Stored data entries
· · · ·

// ABOUTME: HTTP transport seam for feeds and article pages, plus the reqwest-backed implementation.
// ABOUTME: Handles SSRF protection, content-length limits, non-2xx rejection and charset decoding.

use std::collections::HashMap;
use std::net::{IpAddr, ToSocketAddrs};

use async_trait::async_trait;
use bytes::Bytes;
use ipnet::{Ipv4Net, Ipv6Net};
use tracing::debug;

use crate::error::FetchError;
use crate::options::{FetchOptions, HttpFetcherBuilder};

/// Maximum allowed content length (10 MB).
pub const MAX_CONTENT_LENGTH: usize = 10 * 1024 * 1024;

/// Result of a successful fetch operation.
#[derive(Debug, Clone)]
pub struct FetchResult {
    pub status: u16,
    pub url: String,
    pub final_url: String,
    pub content_type: Option<String>,
    pub body: Bytes,
}

impl FetchResult {
    /// Builds a 200 response for `url`; used by in-memory fetchers.
    pub fn ok(url: impl Into<String>, body: impl Into<Bytes>) -> Self {
        let url = url.into();
        Self {
            status: 200,
            final_url: url.clone(),
            url,
            content_type: None,
            body: body.into(),
        }
    }

    /// Decode the body as text, using the content-type charset or detection.
    pub fn text(&self) -> String {
        decode_body(&self.body, self.content_type.as_deref())
    }
}

/// Retrieves raw bytes for a URL.
///
/// Implementations fail with [`FetchError`] on network errors, timeouts and
/// non-2xx responses. They own request timeouts.
#[async_trait]
pub trait Fetcher: Send + Sync {
    async fn fetch(&self, url: &str) -> Result<FetchResult, FetchError>;
}

/// reqwest-backed [`Fetcher`].
#[derive(Debug, Clone)]
pub struct HttpFetcher {
    opts: FetchOptions,
    client: reqwest::Client,
}

impl HttpFetcher {
    /// Create a new builder for configuring the fetcher.
    pub fn builder() -> HttpFetcherBuilder {
        HttpFetcherBuilder::new()
    }

    /// Create a fetcher with the given options.
    pub fn new(opts: FetchOptions) -> Result<Self, FetchError> {
        let client = match opts.http_client.clone() {
            Some(client) => client,
            None => build_client(&opts)?,
        };
        Ok(Self { opts, client })
    }
}

#[async_trait]
impl Fetcher for HttpFetcher {
    async fn fetch(&self, url: &str) -> Result<FetchResult, FetchError> {
        fetch(&self.client, url, &self.opts).await
    }
}

fn build_client(opts: &FetchOptions) -> Result<reqwest::Client, FetchError> {
    let allow_private = opts.allow_private_networks;
    let redirect_policy = reqwest::redirect::Policy::custom(move |attempt| {
        if attempt.previous().len() >= 10 {
            return attempt.error("too many redirects");
        }
        if !allow_private {
            let next = attempt.url();
            if let Some(host) = next.host_str() {
                let port = next.port_or_known_default().unwrap_or(80);
                if let Ok(ip) = host.trim_matches(['[', ']']).parse::<IpAddr>() {
                    if is_private_ip(&ip) {
                        return attempt.error("redirect to private IP blocked");
                    }
                } else {
                    // synchronous DNS resolution to avoid async in redirect policy
                    match (host, port).to_socket_addrs() {
                        Ok(addrs) => {
                            for sa in addrs {
                                if is_private_ip(&sa.ip()) {
                                    return attempt.error("redirect to private IP blocked");
                                }
                            }
                        }
                        Err(_) => {
                            return attempt.error("DNS lookup failed during redirect");
                        }
                    }
                }
            }
        }
        attempt.follow()
    });

    reqwest::Client::builder()
        .redirect(redirect_policy)
        .user_agent(&opts.user_agent)
        .timeout(opts.timeout)
        .gzip(true)
        .brotli(true)
        .deflate(true)
        .build()
        .map_err(|e| FetchError::fetch("", "Build", Some(anyhow::Error::new(e))))
}

/// Check if an IP address is in a private/reserved range.
pub(crate) fn is_private_ip(addr: &IpAddr) -> bool {
    match addr {
        IpAddr::V4(ip) => {
            let ranges: [Ipv4Net; 5] = [
                Ipv4Net::new_assert([10, 0, 0, 0].into(), 8),
                Ipv4Net::new_assert([172, 16, 0, 0].into(), 12),
                Ipv4Net::new_assert([192, 168, 0, 0].into(), 16),
                Ipv4Net::new_assert([127, 0, 0, 0].into(), 8),
                Ipv4Net::new_assert([169, 254, 0, 0].into(), 16),
            ];
            ip.is_unspecified() || ranges.iter().any(|net| net.contains(ip))
        }
        IpAddr::V6(ip) => {
            if ip.is_loopback() || ip.is_unspecified() {
                return true;
            }
            if let Some(v4) = ip.to_ipv4_mapped() {
                return is_private_ip(&IpAddr::V4(v4));
            }
            let unique_local = Ipv6Net::new_assert([0xfc00, 0, 0, 0, 0, 0, 0, 0].into(), 7);
            let link_local = Ipv6Net::new_assert([0xfe80, 0, 0, 0, 0, 0, 0, 0].into(), 10);
            unique_local.contains(ip) || link_local.contains(ip)
        }
    }
}

/// Decode body bytes to a String using charset from content-type header or detection.
fn decode_body(body: &[u8], content_type: Option<&str>) -> String {
    if let Some(ct) = content_type {
        if let Some(charset) = extract_charset(ct) {
            if let Some(encoding) = encoding_rs::Encoding::for_label(charset.as_bytes()) {
                let (decoded, _, _) = encoding.decode(body);
                return decoded.into_owned();
            }
        }
    }

    let mut detector = chardetng::EncodingDetector::new();
    detector.feed(body, true);
    let encoding = detector.guess(None, true);
    let (decoded, _, _) = encoding.decode(body);
    decoded.into_owned()
}

/// Extract charset value from Content-Type header.
fn extract_charset(content_type: &str) -> Option<String> {
    let lower = content_type.to_lowercase();
    for part in lower.split(';') {
        let trimmed = part.trim();
        if let Some(charset) = trimmed.strip_prefix("charset=") {
            let charset = charset.trim_matches('"').trim_matches('\'');
            return Some(charset.to_string());
        }
    }
    None
}

/// Rejects hosts that are or resolve to private addresses.
async fn guard_host(url: &url::Url, requested: &str, op: &str) -> Result<(), FetchError> {
    let Some(host) = url.host_str() else {
        return Ok(());
    };

    if let Ok(ip) = host.trim_matches(['[', ']']).parse::<IpAddr>() {
        if is_private_ip(&ip) {
            return Err(FetchError::ssrf(
                requested,
                op,
                Some(anyhow::anyhow!("private IP addresses are not allowed")),
            ));
        }
        return Ok(());
    }

    let port = url.port_or_known_default().unwrap_or(80);
    let addrs = tokio::net::lookup_host((host, port)).await.map_err(|e| {
        FetchError::fetch(
            requested,
            op,
            Some(anyhow::anyhow!("DNS lookup failed: {}", e)),
        )
    })?;

    for socket_addr in addrs {
        if is_private_ip(&socket_addr.ip()) {
            return Err(FetchError::ssrf(
                requested,
                op,
                Some(anyhow::anyhow!("private IP addresses are not allowed")),
            ));
        }
    }
    Ok(())
}

/// Fetch a resource from the given URL.
pub async fn fetch(
    client: &reqwest::Client,
    url: &str,
    opts: &FetchOptions,
) -> Result<FetchResult, FetchError> {
    if url.is_empty() {
        return Err(FetchError::invalid_url(url, "Fetch", None));
    }

    let parsed_url = url::Url::parse(url).map_err(|e| {
        FetchError::invalid_url(url, "Fetch", Some(anyhow::anyhow!("invalid URL: {}", e)))
    })?;

    let scheme = parsed_url.scheme();
    if scheme != "http" && scheme != "https" {
        return Err(FetchError::invalid_url(
            url,
            "Fetch",
            Some(anyhow::anyhow!("scheme must be http or https")),
        ));
    }

    if !opts.allow_private_networks {
        guard_host(&parsed_url, url, "Fetch").await?;
    }

    let mut request = client.get(url);
    for (key, value) in &opts.headers {
        request = request.header(key, value);
    }

    debug!(url, "fetching");
    let response = request.send().await.map_err(|e| {
        if e.is_timeout() {
            FetchError::timeout(url, "Fetch", Some(anyhow::Error::new(e)))
        } else {
            FetchError::fetch(url, "Fetch", Some(anyhow::anyhow!("request failed: {}", e)))
        }
    })?;

    // Redirects may land somewhere the initial check never saw
    if !opts.allow_private_networks {
        guard_host(response.url(), url, "Fetch").await?;
    }

    if let Some(len) = response.content_length() {
        if len as usize > MAX_CONTENT_LENGTH {
            return Err(FetchError::fetch(
                url,
                "Fetch",
                Some(anyhow::anyhow!("content too large")),
            ));
        }
    }

    let status = response.status().as_u16();
    let final_url = response.url().to_string();
    let content_type = response
        .headers()
        .get("content-type")
        .and_then(|v| v.to_str().ok())
        .map(|s| s.to_lowercase());

    if !response.status().is_success() {
        return Err(FetchError::fetch(
            url,
            "Fetch",
            Some(anyhow::anyhow!("HTTP status {}", status)),
        ));
    }

    let body = response.bytes().await.map_err(|e| {
        if e.is_timeout() {
            FetchError::timeout(url, "Fetch", Some(anyhow::Error::new(e)))
        } else {
            FetchError::fetch(
                url,
                "Fetch",
                Some(anyhow::anyhow!("failed to read body: {}", e)),
            )
        }
    })?;

    if body.len() > MAX_CONTENT_LENGTH {
        return Err(FetchError::fetch(
            url,
            "Fetch",
            Some(anyhow::anyhow!("content too large")),
        ));
    }

    Ok(FetchResult {
        status,
        url: url.to_string(),
        final_url,
        content_type,
        body,
    })
}

/// In-memory [`Fetcher`] serving canned bodies; unknown URLs fail with a fetch error.
#[derive(Debug, Default, Clone)]
pub struct StaticFetcher {
    pages: HashMap<String, Bytes>,
}

impl StaticFetcher {
    pub fn new() -> Self {
        Self::default()
    }

    /// Serve `body` for `url`.
    pub fn with_page(mut self, url: impl Into<String>, body: impl Into<Bytes>) -> Self {
        self.pages.insert(url.into(), body.into());
        self
    }
}

#[async_trait]
impl Fetcher for StaticFetcher {
    async fn fetch(&self, url: &str) -> Result<FetchResult, FetchError> {
        match self.pages.get(url) {
            Some(body) => Ok(FetchResult::ok(url, body.clone())),
            None => Err(FetchError::fetch(
                url,
                "Fetch",
                Some(anyhow::anyhow!("HTTP status 404")),
            )),
        }
    }
}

· · · ·

*Exercise directions*
Whenever the word "part" shows up in a line of the entries, copy that line.

*Answer*
    for part in lower.split(';') {
        let trimmed = part.trim();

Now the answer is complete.